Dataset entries

+---+

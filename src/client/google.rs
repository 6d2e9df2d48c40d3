//! Google Sheets client
//!
//! Resolves spreadsheet names through the Drive v3 files API and reads/writes values
//! through the Sheets v4 API.

use super::sheets::a1_range;
use super::{Auth, SheetsApi, Spreadsheet, Tab};
use crate::error::RosterError;
use eyre::{Context, Result, eyre};
use reqwest::{Client, ClientBuilder, Method, RequestBuilder, Response, StatusCode};
use serde::Deserialize;
use serde_json::{Value, json};
use url::Url;

/// Default base URL of the Sheets API
pub const SHEETS_URL: &str = "https://sheets.googleapis.com/";
/// Default base URL of the Drive API
pub const DRIVE_URL: &str = "https://www.googleapis.com/";

const SPREADSHEET_MIME: &str = "application/vnd.google-apps.spreadsheet";

/// Google Sheets client authenticated with an OAuth bearer token.
///
/// # Example
/// ```no_run
/// use moodle_roster::client::{Auth, GoogleSheets, SheetsApi};
///
/// # async fn example() -> eyre::Result<()> {
/// let client = GoogleSheets::try_new(Auth::from_env())?;
/// client.verify().await?;
/// let spreadsheet = client.open("CARGAS_MOODLE_LEGADO").await?;
/// let rows = client.values(&spreadsheet, "Turma A").await?;
/// # Ok(())
/// # }
/// ```
#[derive(Clone, Debug)]
pub struct GoogleSheets {
    client: Client,
    sheets_url: Url,
    drive_url: Url,
}

#[derive(Deserialize)]
struct FileList {
    #[serde(default)]
    files: Vec<DriveFile>,
}

#[derive(Deserialize)]
struct DriveFile {
    id: String,
    name: String,
}

#[derive(Deserialize)]
struct SpreadsheetMeta {
    #[serde(default)]
    sheets: Vec<SheetMeta>,
}

#[derive(Deserialize)]
struct SheetMeta {
    properties: SheetProperties,
}

#[derive(Deserialize)]
#[serde(rename_all = "camelCase")]
struct SheetProperties {
    sheet_id: i64,
    title: String,
}

#[derive(Deserialize)]
struct ValueRange {
    #[serde(default)]
    values: Vec<Vec<Value>>,
}

impl GoogleSheets {
    /// Create a client against the public Google endpoints.
    ///
    /// # Errors
    /// Returns [`RosterError::AuthenticationFailure`] when `auth` carries no credentials,
    /// or an error if the HTTP client cannot be built.
    pub fn try_new(auth: Auth) -> Result<Self> {
        Self::from_builder(auth, Client::builder())
    }

    fn from_builder(auth: Auth, builder: ClientBuilder) -> Result<Self> {
        let mut headers = reqwest::header::HeaderMap::new();
        headers.insert(
            reqwest::header::AUTHORIZATION,
            auth.header_value()?.parse()?,
        );
        let client = builder.default_headers(headers).build()?;

        Ok(Self {
            client,
            sheets_url: Url::parse(SHEETS_URL)?,
            drive_url: Url::parse(DRIVE_URL)?,
        })
    }

    /// Point the client at different API hosts (proxies, emulators).
    pub fn with_base_urls(mut self, sheets_url: Url, drive_url: Url) -> Self {
        self.sheets_url = sheets_url;
        self.drive_url = drive_url;
        self
    }

    pub fn sheets_url(&self) -> &Url {
        &self.sheets_url
    }

    pub fn drive_url(&self) -> &Url {
        &self.drive_url
    }

    /// Append percent-encoded path segments to a base URL.
    fn endpoint(base: &Url, segments: &[&str]) -> Result<Url> {
        let mut url = base.clone();
        url.path_segments_mut()
            .map_err(|_| eyre!("Base URL cannot hold a path: {}", base))?
            .pop_if_empty()
            .extend(segments);
        Ok(url)
    }

    fn spreadsheet_endpoint(&self, id: &str, rest: &[&str]) -> Result<Url> {
        let mut segments = vec!["v4", "spreadsheets", id];
        segments.extend_from_slice(rest);
        Self::endpoint(&self.sheets_url, &segments)
    }

    fn request(&self, method: Method, url: Url) -> RequestBuilder {
        log::debug!("{} {}", method, url);
        self.client.request(method, url)
    }

    /// Send a request and turn HTTP failures into errors.
    async fn send(request: RequestBuilder, action: &str) -> Result<Response> {
        let response = request
            .send()
            .await
            .map_err(|e| eyre!("Failed to send request to {}: {}", action, e))?;
        Self::check(response, action).await
    }

    /// 401 and 403 become [`RosterError::AuthenticationFailure`].
    async fn check(response: Response, action: &str) -> Result<Response> {
        let status = response.status();
        if status.is_success() {
            return Ok(response);
        }

        let body = response.text().await.unwrap_or_default();
        if status == StatusCode::UNAUTHORIZED || status == StatusCode::FORBIDDEN {
            return Err(RosterError::AuthenticationFailure {
                reason: format!("{} ({}): {}", action, status, body),
            }
            .into());
        }
        eyre::bail!("Failed to {} ({}): {}", action, status, body)
    }

    async fn batch_update(&self, spreadsheet: &Spreadsheet, requests: Value) -> Result<Value> {
        let batch = format!("{}:batchUpdate", spreadsheet.id);
        let url = Self::endpoint(&self.sheets_url, &["v4", "spreadsheets", &batch])?;
        let response = Self::send(
            self.request(Method::POST, url)
                .json(&json!({ "requests": requests })),
            "update spreadsheet",
        )
        .await?;
        response
            .json()
            .await
            .with_context(|| "Failed to parse batchUpdate response")
    }

    async fn resize(
        &self,
        spreadsheet: &Spreadsheet,
        tab: &Tab,
        rows: usize,
        cols: usize,
    ) -> Result<()> {
        log::debug!("Resizing tab '{}' to {}x{}", tab.title, rows, cols);
        self.batch_update(
            spreadsheet,
            json!([{
                "updateSheetProperties": {
                    "properties": {
                        "sheetId": tab.id,
                        "gridProperties": { "rowCount": rows.max(1), "columnCount": cols.max(1) }
                    },
                    "fields": "gridProperties(rowCount,columnCount)"
                }
            }]),
        )
        .await?;
        Ok(())
    }

    /// Drive query matching a spreadsheet by exact name.
    fn name_query(name: &str) -> String {
        let escaped = name.replace('\\', "\\\\").replace('\'', "\\'");
        format!(
            "name = '{}' and mimeType = '{}' and trashed = false",
            escaped, SPREADSHEET_MIME
        )
    }
}

impl SheetsApi for GoogleSheets {
    async fn verify(&self) -> Result<()> {
        let url = Self::endpoint(&self.drive_url, &["drive", "v3", "about"])?;
        Self::send(
            self.request(Method::GET, url).query(&[("fields", "user")]),
            "verify credentials",
        )
        .await?;
        Ok(())
    }

    async fn open(&self, name: &str) -> Result<Spreadsheet> {
        let url = Self::endpoint(&self.drive_url, &["drive", "v3", "files"])?;
        let query = Self::name_query(name);
        let response = Self::send(
            self.request(Method::GET, url).query(&[
                ("q", query.as_str()),
                ("fields", "files(id,name)"),
                ("supportsAllDrives", "true"),
                ("includeItemsFromAllDrives", "true"),
            ]),
            "search spreadsheets",
        )
        .await?;
        let list: FileList = response
            .json()
            .await
            .with_context(|| "Failed to parse Drive file list")?;

        let file = list
            .files
            .into_iter()
            .next()
            .ok_or_else(|| RosterError::SpreadsheetNotFound {
                name: name.to_string(),
            })?;
        log::debug!("Spreadsheet '{}' resolved to {}", file.name, file.id);

        let url = self.spreadsheet_endpoint(&file.id, &[])?;
        let response = self
            .request(Method::GET, url)
            .query(&[("fields", "sheets.properties(sheetId,title)")])
            .send()
            .await
            .map_err(|e| eyre!("Failed to send request to open spreadsheet: {}", e))?;
        if response.status() == StatusCode::NOT_FOUND {
            return Err(RosterError::SpreadsheetNotFound {
                name: name.to_string(),
            }
            .into());
        }
        let response = Self::check(response, "open spreadsheet").await?;
        let meta: SpreadsheetMeta = response
            .json()
            .await
            .with_context(|| "Failed to parse spreadsheet metadata")?;

        Ok(Spreadsheet {
            id: file.id,
            name: file.name,
            tabs: meta
                .sheets
                .into_iter()
                .map(|s| Tab {
                    id: s.properties.sheet_id,
                    title: s.properties.title,
                })
                .collect(),
        })
    }

    async fn values(&self, spreadsheet: &Spreadsheet, tab: &str) -> Result<Vec<Vec<Value>>> {
        let url = self.spreadsheet_endpoint(&spreadsheet.id, &["values", &a1_range(tab)])?;
        let response = Self::send(
            self.request(Method::GET, url).query(&[
                ("valueRenderOption", "UNFORMATTED_VALUE"),
                ("majorDimension", "ROWS"),
            ]),
            "read tab values",
        )
        .await?;
        let range: ValueRange = response
            .json()
            .await
            .with_context(|| format!("Failed to parse values of tab '{}'", tab))?;
        Ok(range.values)
    }

    async fn clear(&self, spreadsheet: &Spreadsheet, tab: &Tab) -> Result<()> {
        let clear = format!("{}:clear", a1_range(&tab.title));
        let url = self.spreadsheet_endpoint(&spreadsheet.id, &["values", &clear])?;
        Self::send(
            self.request(Method::POST, url).json(&json!({})),
            "clear tab",
        )
        .await?;
        Ok(())
    }

    async fn add_tab(
        &self,
        spreadsheet: &Spreadsheet,
        title: &str,
        rows: usize,
        cols: usize,
    ) -> Result<Tab> {
        let reply = self
            .batch_update(
                spreadsheet,
                json!([{
                    "addSheet": {
                        "properties": {
                            "title": title,
                            "gridProperties": { "rowCount": rows.max(1), "columnCount": cols.max(1) }
                        }
                    }
                }]),
            )
            .await?;

        let id = reply
            .pointer("/replies/0/addSheet/properties/sheetId")
            .and_then(Value::as_i64)
            .ok_or_else(|| eyre!("addSheet reply carried no sheetId"))?;
        Ok(Tab {
            id,
            title: title.to_string(),
        })
    }

    async fn write(
        &self,
        spreadsheet: &Spreadsheet,
        tab: &Tab,
        rows: &[Vec<String>],
        resize: bool,
    ) -> Result<()> {
        let range = format!("{}!A1", a1_range(&tab.title));
        let url = self.spreadsheet_endpoint(&spreadsheet.id, &["values", &range])?;
        Self::send(
            self.request(Method::PUT, url)
                .query(&[("valueInputOption", "USER_ENTERED")])
                .json(&json!({
                    "range": range,
                    "majorDimension": "ROWS",
                    "values": rows,
                })),
            "write tab values",
        )
        .await?;

        if resize {
            let cols = rows.iter().map(Vec::len).max().unwrap_or(0);
            self.resize(spreadsheet, tab, rows.len(), cols).await?;
        }
        Ok(())
    }
}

+---+

◆ Exercise goal ◆
What is needed is every line from the data above that includes the string "credentials", copied out.

◆ Task answer ◆
    /// Returns [`RosterError::AuthenticationFailure`] when `auth` carries no credentials,
            "verify credentials",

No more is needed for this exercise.